- _Dataset records_:
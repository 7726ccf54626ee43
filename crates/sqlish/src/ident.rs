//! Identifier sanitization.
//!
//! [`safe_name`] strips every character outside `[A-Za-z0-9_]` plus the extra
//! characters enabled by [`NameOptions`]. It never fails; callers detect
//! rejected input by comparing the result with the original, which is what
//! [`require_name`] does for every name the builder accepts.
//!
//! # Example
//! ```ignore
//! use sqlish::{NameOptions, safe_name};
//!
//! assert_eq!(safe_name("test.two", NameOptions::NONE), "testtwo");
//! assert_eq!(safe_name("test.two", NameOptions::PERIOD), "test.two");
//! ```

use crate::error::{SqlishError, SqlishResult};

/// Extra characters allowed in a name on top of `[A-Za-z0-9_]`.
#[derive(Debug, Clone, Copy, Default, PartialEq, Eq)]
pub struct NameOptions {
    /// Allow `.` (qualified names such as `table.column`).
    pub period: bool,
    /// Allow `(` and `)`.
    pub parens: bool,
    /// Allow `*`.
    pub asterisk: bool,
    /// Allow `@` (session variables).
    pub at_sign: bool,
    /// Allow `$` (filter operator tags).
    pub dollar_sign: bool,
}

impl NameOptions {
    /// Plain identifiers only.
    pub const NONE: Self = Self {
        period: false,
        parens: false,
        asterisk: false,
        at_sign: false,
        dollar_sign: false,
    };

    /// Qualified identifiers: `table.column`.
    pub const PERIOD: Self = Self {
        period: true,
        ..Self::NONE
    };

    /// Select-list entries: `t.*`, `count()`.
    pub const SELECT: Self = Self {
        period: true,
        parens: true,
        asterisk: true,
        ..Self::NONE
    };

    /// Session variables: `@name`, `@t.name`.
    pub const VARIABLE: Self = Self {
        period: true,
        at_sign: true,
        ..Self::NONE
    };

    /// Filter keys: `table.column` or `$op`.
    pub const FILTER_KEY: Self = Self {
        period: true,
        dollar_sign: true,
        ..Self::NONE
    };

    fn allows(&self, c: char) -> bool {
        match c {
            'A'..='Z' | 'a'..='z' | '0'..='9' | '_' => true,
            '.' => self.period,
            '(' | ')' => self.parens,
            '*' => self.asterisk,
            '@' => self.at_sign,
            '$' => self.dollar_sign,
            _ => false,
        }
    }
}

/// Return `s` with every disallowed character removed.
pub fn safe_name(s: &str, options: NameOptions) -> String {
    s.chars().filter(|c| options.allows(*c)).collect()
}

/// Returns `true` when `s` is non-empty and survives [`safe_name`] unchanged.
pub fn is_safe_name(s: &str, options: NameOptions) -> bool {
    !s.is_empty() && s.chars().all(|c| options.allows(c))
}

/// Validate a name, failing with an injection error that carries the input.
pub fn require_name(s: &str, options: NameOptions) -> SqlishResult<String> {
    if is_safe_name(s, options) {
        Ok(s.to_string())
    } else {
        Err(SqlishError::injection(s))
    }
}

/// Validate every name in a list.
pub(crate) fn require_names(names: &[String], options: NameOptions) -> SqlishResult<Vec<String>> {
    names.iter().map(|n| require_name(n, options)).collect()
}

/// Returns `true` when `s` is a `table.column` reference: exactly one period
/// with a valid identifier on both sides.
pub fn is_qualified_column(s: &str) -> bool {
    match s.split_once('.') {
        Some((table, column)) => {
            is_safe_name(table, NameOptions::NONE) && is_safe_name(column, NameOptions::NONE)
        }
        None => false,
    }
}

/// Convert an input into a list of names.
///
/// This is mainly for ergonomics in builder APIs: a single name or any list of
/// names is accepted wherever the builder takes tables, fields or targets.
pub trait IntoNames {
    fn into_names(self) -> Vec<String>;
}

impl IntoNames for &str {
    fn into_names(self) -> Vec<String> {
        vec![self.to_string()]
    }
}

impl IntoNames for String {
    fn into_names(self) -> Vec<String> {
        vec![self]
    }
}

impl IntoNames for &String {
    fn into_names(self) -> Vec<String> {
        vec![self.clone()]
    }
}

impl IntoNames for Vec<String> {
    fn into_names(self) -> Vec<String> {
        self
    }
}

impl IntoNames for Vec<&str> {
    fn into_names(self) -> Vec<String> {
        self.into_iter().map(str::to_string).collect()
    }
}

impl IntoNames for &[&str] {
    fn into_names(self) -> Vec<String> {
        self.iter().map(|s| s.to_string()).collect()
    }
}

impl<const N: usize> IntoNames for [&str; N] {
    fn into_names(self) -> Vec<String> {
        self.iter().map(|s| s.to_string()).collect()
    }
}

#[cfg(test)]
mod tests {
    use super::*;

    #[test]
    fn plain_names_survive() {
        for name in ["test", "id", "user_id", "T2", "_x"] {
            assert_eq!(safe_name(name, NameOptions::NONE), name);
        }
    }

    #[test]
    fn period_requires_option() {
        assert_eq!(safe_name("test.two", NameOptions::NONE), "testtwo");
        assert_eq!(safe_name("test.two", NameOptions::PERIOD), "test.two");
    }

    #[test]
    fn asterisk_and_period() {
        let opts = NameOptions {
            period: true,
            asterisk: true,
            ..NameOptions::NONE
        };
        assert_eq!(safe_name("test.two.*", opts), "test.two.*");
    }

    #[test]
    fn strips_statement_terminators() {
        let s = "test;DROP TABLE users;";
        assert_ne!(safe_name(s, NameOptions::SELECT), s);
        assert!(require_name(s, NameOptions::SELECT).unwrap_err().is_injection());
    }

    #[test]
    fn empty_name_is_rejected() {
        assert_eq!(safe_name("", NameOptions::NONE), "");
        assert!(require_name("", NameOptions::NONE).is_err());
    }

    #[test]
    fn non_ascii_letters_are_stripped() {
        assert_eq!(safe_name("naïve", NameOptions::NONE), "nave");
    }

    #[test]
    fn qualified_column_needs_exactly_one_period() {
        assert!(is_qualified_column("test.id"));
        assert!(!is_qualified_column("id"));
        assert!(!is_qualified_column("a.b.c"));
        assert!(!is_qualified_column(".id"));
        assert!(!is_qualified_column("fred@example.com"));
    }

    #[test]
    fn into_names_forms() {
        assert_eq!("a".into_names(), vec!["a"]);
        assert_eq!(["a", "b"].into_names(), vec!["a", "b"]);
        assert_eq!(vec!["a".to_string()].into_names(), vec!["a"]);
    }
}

- _The task_:
Go through the entries above and report every line in which the word "SqlishResult" appears.

- _Response_:
use crate::error::{SqlishError, SqlishResult};
pub fn require_name(s: &str, options: NameOptions) -> SqlishResult<String> {
pub(crate) fn require_names(names: &[String], options: NameOptions) -> SqlishResult<Vec<String>> {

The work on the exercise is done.